Derick Eddington wrote:

> Hi, this is my first post here.

Moin!

> Just how opaque can Ruby objects be made to be?  I'm aware of making private
> methods and that variables require accessor methods but I've seen the name and
> value of instance variables printed in objects' string representations.  Can
> the internals of Ruby objects be made completely invisible?  Can I make an
> object where having a reference to the object gives you ONLY the ability to
> call its desired-to-be-exposed methods and transfer the reference, and
> absolutely nothing else.  Meaning tricky things like:  evil = a.class.new()  or
>  evil = a._internal_[1].namespace["secret"]  can be made impossible?  Can I
> make a class that nullifies all public methods from base class Object?  Would
> this make it provably impossible to do anything other than call the public
> methods I make?

This is possible.
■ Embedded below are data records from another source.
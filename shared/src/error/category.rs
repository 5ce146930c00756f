//! Error category classification

use super::codes::ErrorCode;
use serde::{Deserialize, Serialize};

/// Error category classification based on error code ranges
///
/// Categories are determined by the leading digit of the error code:
/// - 0xxx: General errors
/// - 1xxx: Authentication errors
/// - 2xxx: Permission errors
/// - 3xxx: Tenant errors
/// - 4xxx: Order errors
/// - 5xxx: Table errors
/// - 6xxx: Menu errors
/// - 8xxx: User errors
/// - 9xxx: System errors
#[derive(Debug, Clone, Copy, PartialEq, Eq, Hash, Serialize, Deserialize)]
#[serde(rename_all = "snake_case")]
pub enum ErrorCategory {
    /// General errors (0xxx)
    General,
    /// Authentication errors (1xxx)
    Auth,
    /// Permission errors (2xxx)
    Permission,
    /// Tenant errors (3xxx)
    Tenant,
    /// Order errors (4xxx)
    Order,
    /// Table errors (5xxx)
    Table,
    /// Menu errors (6xxx)
    Menu,
    /// User errors (8xxx)
    User,
    /// System errors (9xxx)
    System,
}

impl ErrorCategory {
    /// Determine category from error code value
    pub fn from_code(code: u16) -> Self {
        match code {
            0..1000 => Self::General,
            1000..2000 => Self::Auth,
            2000..3000 => Self::Permission,
            3000..4000 => Self::Tenant,
            4000..5000 => Self::Order,
            5000..6000 => Self::Table,
            6000..7000 => Self::Menu,
            8000..9000 => Self::User,
            _ => Self::System,
        }
    }

    /// Get the string name for this category
    pub fn name(&self) -> &'static str {
        match self {
            Self::General => "general",
            Self::Auth => "auth",
            Self::Permission => "permission",
            Self::Tenant => "tenant",
            Self::Order => "order",
            Self::Table => "table",
            Self::Menu => "menu",
            Self::User => "user",
            Self::System => "system",
        }
    }
}

impl ErrorCode {
    /// Get the category for this error code
    pub fn category(&self) -> ErrorCategory {
        ErrorCategory::from_code(self.code())
    }
}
It's commonly called a kernel-less Object:

See http://onestepback.org/index.cgi/Tech/Ruby/BlankSlate.rdoc -- 
however, I think, that with that Object you could still do 
Object.instance_method(:instance_eval).bind(BlankSlate.new).call {@foo}

I've implemented a KernellessObject that won't allow users to do that 
either. It's part of the evil-ruby project. (See 
http://evil.rubyforge.net). Let's demonstrate it:

irb(main):001:0> blank = KernellessObject.new
irb(main):002:0> Object.instance_method(:instance_eval).bind(blank).call 
{@foo = 5}
TypeError: bind argument must be an instance of Object

> I hope you get my drift.  The basic principle of capability-security is
> "authority with designation".  How much can I restrict what is designatable to
> Ruby code?

I think that most of it can't be done just yet. It would be very nice to 
have an extensive layer available for all this. I've also heard that 
some features of this are already being integrated into Ruby. 
(Facilities for hiding constants etc.)

You might want to have a look at $SAFE -- it lets you restrict the 
things that code can do. (For example it disallows any I/O operations.)